News & Information

News & Updates from the park

10

Sep 2019

Chew on This!!

Posted by / in Information /

Kilcona Park Dog Club and the City of Winnipeg’s Naturalist are hoping that armoring the trunks of Kilcona’s trees with stucco wire will solve a gnawing problem – protecting the park’s trees from beavers and protecting the park’s beavers from themselves!

Beavers have long made Kilcona Park their home. But in recent years, Kilcona’s resident beavers may have become a little too eager and a little too obvious. The bucktoothed creatures have been gnawing healthy poplars and aspens around the south ponds into pencil-shaped stumps.

During the spring and summer, beavers feed on non-woody plants like cattail shoots that grow along the margins of Kilcona’s waterways. The menu switches to shrubs and trees in the autumn as the animals prepare for winter.

After the ponds freeze, beavers feed on the bark of branches and twigs they’ve cached underwater near their lodges.

Their preferred tree species are alder, aspen, birch, cottonwood, poplar and willow. If the supply of their preferred trees is low, they will harvest oaks and some maples. Conifers such as spruce, pines, and hemlocks are their least favorite food.

Until now, the City’s solution to problem beavers has been to trap or shoot them. But howls of protest from Kilcona animal lovers persuaded KPDC’s board to ask the City to consider other options.

This spring KPDC member Ed Skomro noticed a number of nibbled cottonwood stumps along the ponds and decided to do something about it. He took photos and contacted KPDC’s board.

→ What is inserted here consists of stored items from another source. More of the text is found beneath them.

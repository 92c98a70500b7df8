//! pyci kernel
//!
//! Runs a Python project's CI test task (venv → `pip install poetry tox` →
//! `tox -r`) as an explicit, validated sequence of command steps:
//! 1. **Construction Phase**: `TaskBuilder` validates step descriptors
//! 2. **Execution Phase**: `Executor` runs a `ValidatedTask`, applies
//!    per-step failure policies and the post action
//!
//! # Quick Start
//!
//! ```rust,ignore
//! use pyci_kernel::prelude::*;
//!
//! let settings = RunnerSettings::from_env();
//! let spec = Preset::ToxWithFallbackReport.task_spec(&settings)?;
//! let task = TaskBuilder::from_spec(spec).validate()?;
//!
//! let summary = Executor::new().run(task).await?;
//! std::process::exit(summary.exit_code);
//! ```

// Core modules
pub mod config;
pub mod error;
pub mod logging;
pub mod presets;
pub mod report;
pub mod types;

// Phases
pub mod construction;
pub mod executor;

// Re-exports
pub use error::*;
pub use types::*;

/// Re-export common types for convenience
pub mod prelude {
    pub use crate::config::{load_task_file, RunnerSettings};
    pub use crate::construction::TaskBuilder;
    pub use crate::error::{ConfigError, ExecutionError, ReportError, TaskError};
    pub use crate::executor::{Executor, ProcessRunner, StepContext, StepRunner};
    pub use crate::presets::Preset;
    pub use crate::report::JUnitReport;
    pub use crate::types::{
        ExecutionSummary, FailurePolicy, PostAction, PreparedStep, ReportTrigger, StepOutcome,
        StepSpec, StepStatus, TaskSpec, ValidatedTask, VenvSpec,
    };
}

/// Version information
pub const VERSION: &str = env!("CARGO_PKG_VERSION");
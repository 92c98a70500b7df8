//! Construction Phase
//!
//! All task validation happens here, producing a `ValidatedTask`.
//!
//! # Two-Phase Architecture
//!
//! 1. **Construction Phase** (this module):
//!    - Collect step descriptors
//!    - Expand the venv provisioning step
//!    - Reject malformed tasks
//!    - Produce `ValidatedTask`
//!
//! 2. **Execution Phase** (executor module):
//!    - Run steps in order
//!    - Apply failure policies
//!    - Run the post action

pub mod builder;

pub use builder::TaskBuilder;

Fresh teeth marks – Photo credit: Ed Skomro

The City Naturalist responded immediately. Ten of the most vulnerable trees with stucco wire.

In June, Kilcona Park Dog Club directors Donna Henry and Christina Montsion met with Naturalist, Kristin Tuchscherer and Kilcona Park Technician, Jessica Mutimer to explore solutions that would protect the trees without sealing their furry foes’ fate.

The solution – banding more trees with stucco wire. This summer, under a partnership between the City of Winnipeg and the Boys and Girls Club of Winnipeg – Clean Machine, students installed wire cages on over 200 trees around the ponds, burning through sixteen 50-foot rolls of wire.

 

 

The City provided funding to hire the four-member team.

Hats off to tree banding stewards – Brett, Josh, Spencer and Skylar

The City  also reviewed its beaver management practices. As an alternative to trapping or shooting animals that fell trees and/or cause overland flooding by damming water bodies, they will rely more on natural solutions that allow trees and beavers to coexist. A promising alternative is to encourage the growth of aspens along waterways. Aspens occur naturally along Kilcona’s South Canal and Forest Trail. The species has adapted to beaver damage by suckering and re-growing quickly.

As Winnipeg faces the imminent loss of much of its urban forest to Dutch elm disease and the emerald ash borer, KPDC’s board has also asked the City to do more to enhance and protect Kilcona’s canopy by planting more trees, especially in the off-leash play area and at the entrance to the on-leash area where the new drinking fountain is being installed. The board requested beaver-resistant conifers to break the wind in winter, and deciduous trees for shade on hot summer days. The request is being considered.